> [Exercise]:
Could you output every record below exactly as it appears?

▽

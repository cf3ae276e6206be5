use anyhow::{Context, Result};
use std::path::{Path, PathBuf};
use std::time::Duration;
use tokio::fs::{self, File};
use tokio::io::AsyncWriteExt;

use crate::models::CachedCatalog;

/// Disk-based cache of per-credential catalog snapshots
///
/// One `credential-{id}.json` file per credential. Snapshots never contain
/// secrets, so they can be read back after a restart without the key.
#[derive(Clone)]
pub struct CatalogDiskCache {
    cache_dir: PathBuf,
}

impl CatalogDiskCache {
    /// Create the cache directory if needed
    pub async fn new(cache_dir: impl AsRef<Path>) -> Result<Self> {
        let cache_dir = cache_dir.as_ref().to_path_buf();
        fs::create_dir_all(&cache_dir)
            .await
            .with_context(|| format!("Failed to create cache dir {}", cache_dir.display()))?;
        Ok(Self { cache_dir })
    }

    /// Load a snapshot if present and younger than `ttl`
    pub async fn load(&self, credential_id: i64, ttl: Duration) -> Option<CachedCatalog> {
        let path = self.snapshot_path(credential_id);
        let content = fs::read_to_string(&path).await.ok()?;

        let snapshot = match serde_json::from_str::<CachedCatalog>(&content) {
            Ok(s) => s,
            Err(e) => {
                tracing::warn!("Failed to parse catalog snapshot {}: {}", path.display(), e);
                let _ = fs::remove_file(&path).await;
                return None;
            }
        };

        let now = chrono::Utc::now().timestamp_millis();
        if !snapshot.is_fresh(now, ttl.as_millis() as i64) {
            tracing::debug!(credential_id, "Disk catalog snapshot expired");
            return None;
        }

        Some(snapshot)
    }

    /// Persist a snapshot with an atomic replace
    pub async fn save(&self, credential_id: i64, snapshot: &CachedCatalog) -> Result<()> {
        let path = self.snapshot_path(credential_id);
        let tmp_path = self.snapshot_tmp_path(credential_id);
        let content = serde_json::to_vec(snapshot)?;

        let mut file = File::create(&tmp_path).await?;
        file.write_all(&content).await?;
        file.sync_all().await?;
        drop(file);

        // Atomic replace to avoid readers seeing partial writes
        fs::rename(&tmp_path, &path).await?;
        Ok(())
    }

    pub async fn remove(&self, credential_id: i64) -> Result<()> {
        let _ = fs::remove_file(self.snapshot_path(credential_id)).await;
        let _ = fs::remove_file(self.snapshot_tmp_path(credential_id)).await;
        Ok(())
    }

    /// Delete snapshot files older than `ttl`; returns how many were removed
    pub async fn cleanup_expired(&self, ttl: Duration) -> Result<usize> {
        let mut entries = fs::read_dir(&self.cache_dir).await?;
        let now = chrono::Utc::now().timestamp_millis();
        let ttl_ms = ttl.as_millis() as i64;
        let mut removed = 0usize;

        while let Some(entry) = entries.next_entry().await? {
            let path = entry.path();
            if path.extension().map_or(true, |ext| ext != "json") {
                continue;
            }
            let stale = match fs::read_to_string(&path).await {
                Ok(content) => serde_json::from_str::<CachedCatalog>(&content)
                    .map(|s| !s.is_fresh(now, ttl_ms))
                    .unwrap_or(true),
                Err(_) => false,
            };
            if stale && fs::remove_file(&path).await.is_ok() {
                removed += 1;
            }
        }

        Ok(removed)
    }

    // ============ Path Helpers ============

    fn snapshot_path(&self, credential_id: i64) -> PathBuf {
        self.cache_dir.join(format!("credential-{}.json", credential_id))
    }

    fn snapshot_tmp_path(&self, credential_id: i64) -> PathBuf {
        self.cache_dir
            .join(format!("credential-{}.json.tmp", credential_id))
    }
}

#[cfg(test)]
mod tests {
    use super::*;
    use crate::models::{CatalogCategory, CatalogChannel};

    fn snapshot(timestamp: i64) -> CachedCatalog {
        CachedCatalog {
            categories: vec![CatalogCategory {
                id: "1".into(),
                name: "News".into(),
            }],
            channels: vec![CatalogChannel {
                stream_id: "10".into(),
                name: "CNN".into(),
                logo: None,
                category_id: Some("1".into()),
                category_name: Some("News".into()),
                epg_channel_id: None,
                channel_id: None,
                provider_id: None,
                credential_id: Some(7),
            }],
            timestamp,
        }
    }

    #[tokio::test]
    async fn test_save_and_load_fresh_snapshot() {
        let dir = tempfile::tempdir().unwrap();
        let cache = CatalogDiskCache::new(dir.path()).await.unwrap();

        let now = chrono::Utc::now().timestamp_millis();
        cache.save(7, &snapshot(now)).await.unwrap();

        let loaded = cache.load(7, Duration::from_secs(1800)).await.unwrap();
        assert_eq!(loaded.channels.len(), 1);
        assert_eq!(loaded.channels[0].name, "CNN");
        assert!(cache.load(8, Duration::from_secs(1800)).await.is_none());
    }

    #[tokio::test]
    async fn test_expired_snapshot_is_ignored_and_cleaned() {
        let dir = tempfile::tempdir().unwrap();
        let cache = CatalogDiskCache::new(dir.path()).await.unwrap();

        let old = chrono::Utc::now().timestamp_millis() - 3_600_000;
        cache.save(7, &snapshot(old)).await.unwrap();

        assert!(cache.load(7, Duration::from_secs(1800)).await.is_none());
        assert_eq!(cache.cleanup_expired(Duration::from_secs(1800)).await.unwrap(), 1);
        assert!(!dir.path().join("credential-7.json").exists());
    }
}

△

> [Written response]:
repository cf3ae276e6206be5
use anyhow::{Context, Result};
use std::path::{Path, PathBuf};
use std::time::Duration;
use tokio::fs::{self, File};
use tokio::io::AsyncWriteExt;

use crate::models::CachedCatalog;

/// Disk-based cache of per-credential catalog snapshots
///
/// One `credential-{id}.json` file per credential. Snapshots never contain
/// secrets, so they can be read back after a restart without the key.
#[derive(Clone)]
pub struct CatalogDiskCache {
    cache_dir: PathBuf,
}

impl CatalogDiskCache {
    /// Create the cache directory if needed
    pub async fn new(cache_dir: impl AsRef<Path>) -> Result<Self> {
        let cache_dir = cache_dir.as_ref().to_path_buf();
        fs::create_dir_all(&cache_dir)
            .await
            .with_context(|| format!("Failed to create cache dir {}", cache_dir.display()))?;
        Ok(Self { cache_dir })
    }

    /// Load a snapshot if present and younger than `ttl`
    pub async fn load(&self, credential_id: i64, ttl: Duration) -> Option<CachedCatalog> {
        let path = self.snapshot_path(credential_id);
        let content = fs::read_to_string(&path).await.ok()?;

        let snapshot = match serde_json::from_str::<CachedCatalog>(&content) {
            Ok(s) => s,
            Err(e) => {
                tracing::warn!("Failed to parse catalog snapshot {}: {}", path.display(), e);
                let _ = fs::remove_file(&path).await;
                return None;
            }
        };

        let now = chrono::Utc::now().timestamp_millis();
        if !snapshot.is_fresh(now, ttl.as_millis() as i64) {
            tracing::debug!(credential_id, "Disk catalog snapshot expired");
            return None;
        }

        Some(snapshot)
    }

    /// Persist a snapshot with an atomic replace
    pub async fn save(&self, credential_id: i64, snapshot: &CachedCatalog) -> Result<()> {
        let path = self.snapshot_path(credential_id);
        let tmp_path = self.snapshot_tmp_path(credential_id);
        let content = serde_json::to_vec(snapshot)?;

        let mut file = File::create(&tmp_path).await?;
        file.write_all(&content).await?;
        file.sync_all().await?;
        drop(file);

        // Atomic replace to avoid readers seeing partial writes
        fs::rename(&tmp_path, &path).await?;
        Ok(())
    }

    pub async fn remove(&self, credential_id: i64) -> Result<()> {
        let _ = fs::remove_file(self.snapshot_path(credential_id)).await;
        let _ = fs::remove_file(self.snapshot_tmp_path(credential_id)).await;
        Ok(())
    }

    /// Delete snapshot files older than `ttl`; returns how many were removed
    pub async fn cleanup_expired(&self, ttl: Duration) -> Result<usize> {
        let mut entries = fs::read_dir(&self.cache_dir).await?;
        let now = chrono::Utc::now().timestamp_millis();
        let ttl_ms = ttl.as_millis() as i64;
        let mut removed = 0usize;

        while let Some(entry) = entries.next_entry().await? {
            let path = entry.path();
            if path.extension().map_or(true, |ext| ext != "json") {
                continue;
            }
            let stale = match fs::read_to_string(&path).await {
                Ok(content) => serde_json::from_str::<CachedCatalog>(&content)
                    .map(|s| !s.is_fresh(now, ttl_ms))
                    .unwrap_or(true),
                Err(_) => false,
            };
            if stale && fs::remove_file(&path).await.is_ok() {
                removed += 1;
            }
        }

        Ok(removed)
    }

    // ============ Path Helpers ============

    fn snapshot_path(&self, credential_id: i64) -> PathBuf {
        self.cache_dir.join(format!("credential-{}.json", credential_id))
    }

    fn snapshot_tmp_path(&self, credential_id: i64) -> PathBuf {
        self.cache_dir
            .join(format!("credential-{}.json.tmp", credential_id))
    }
}

#[cfg(test)]
mod tests {
    use super::*;
    use crate::models::{CatalogCategory, CatalogChannel};

    fn snapshot(timestamp: i64) -> CachedCatalog {
        CachedCatalog {
            categories: vec![CatalogCategory {
                id: "1".into(),
                name: "News".into(),
            }],
            channels: vec![CatalogChannel {
                stream_id: "10".into(),
                name: "CNN".into(),
                logo: None,
                category_id: Some("1".into()),
                category_name: Some("News".into()),
                epg_channel_id: None,
                channel_id: None,
                provider_id: None,
                credential_id: Some(7),
            }],
            timestamp,
        }
    }

    #[tokio::test]
    async fn test_save_and_load_fresh_snapshot() {
        let dir = tempfile::tempdir().unwrap();
        let cache = CatalogDiskCache::new(dir.path()).await.unwrap();

        let now = chrono::Utc::now().timestamp_millis();
        cache.save(7, &snapshot(now)).await.unwrap();

        let loaded = cache.load(7, Duration::from_secs(1800)).await.unwrap();
        assert_eq!(loaded.channels.len(), 1);
        assert_eq!(loaded.channels[0].name, "CNN");
        assert!(cache.load(8, Duration::from_secs(1800)).await.is_none());
    }

    #[tokio::test]
    async fn test_expired_snapshot_is_ignored_and_cleaned() {
        let dir = tempfile::tempdir().unwrap();
        let cache = CatalogDiskCache::new(dir.path()).await.unwrap();

        let old = chrono::Utc::now().timestamp_millis() - 3_600_000;
        cache.save(7, &snapshot(old)).await.unwrap();

        assert!(cache.load(7, Duration::from_secs(1800)).await.is_none());
        assert_eq!(cache.cleanup_expired(Duration::from_secs(1800)).await.unwrap(), 1);
        assert!(!dir.path().join("credential-7.json").exists());
    }
}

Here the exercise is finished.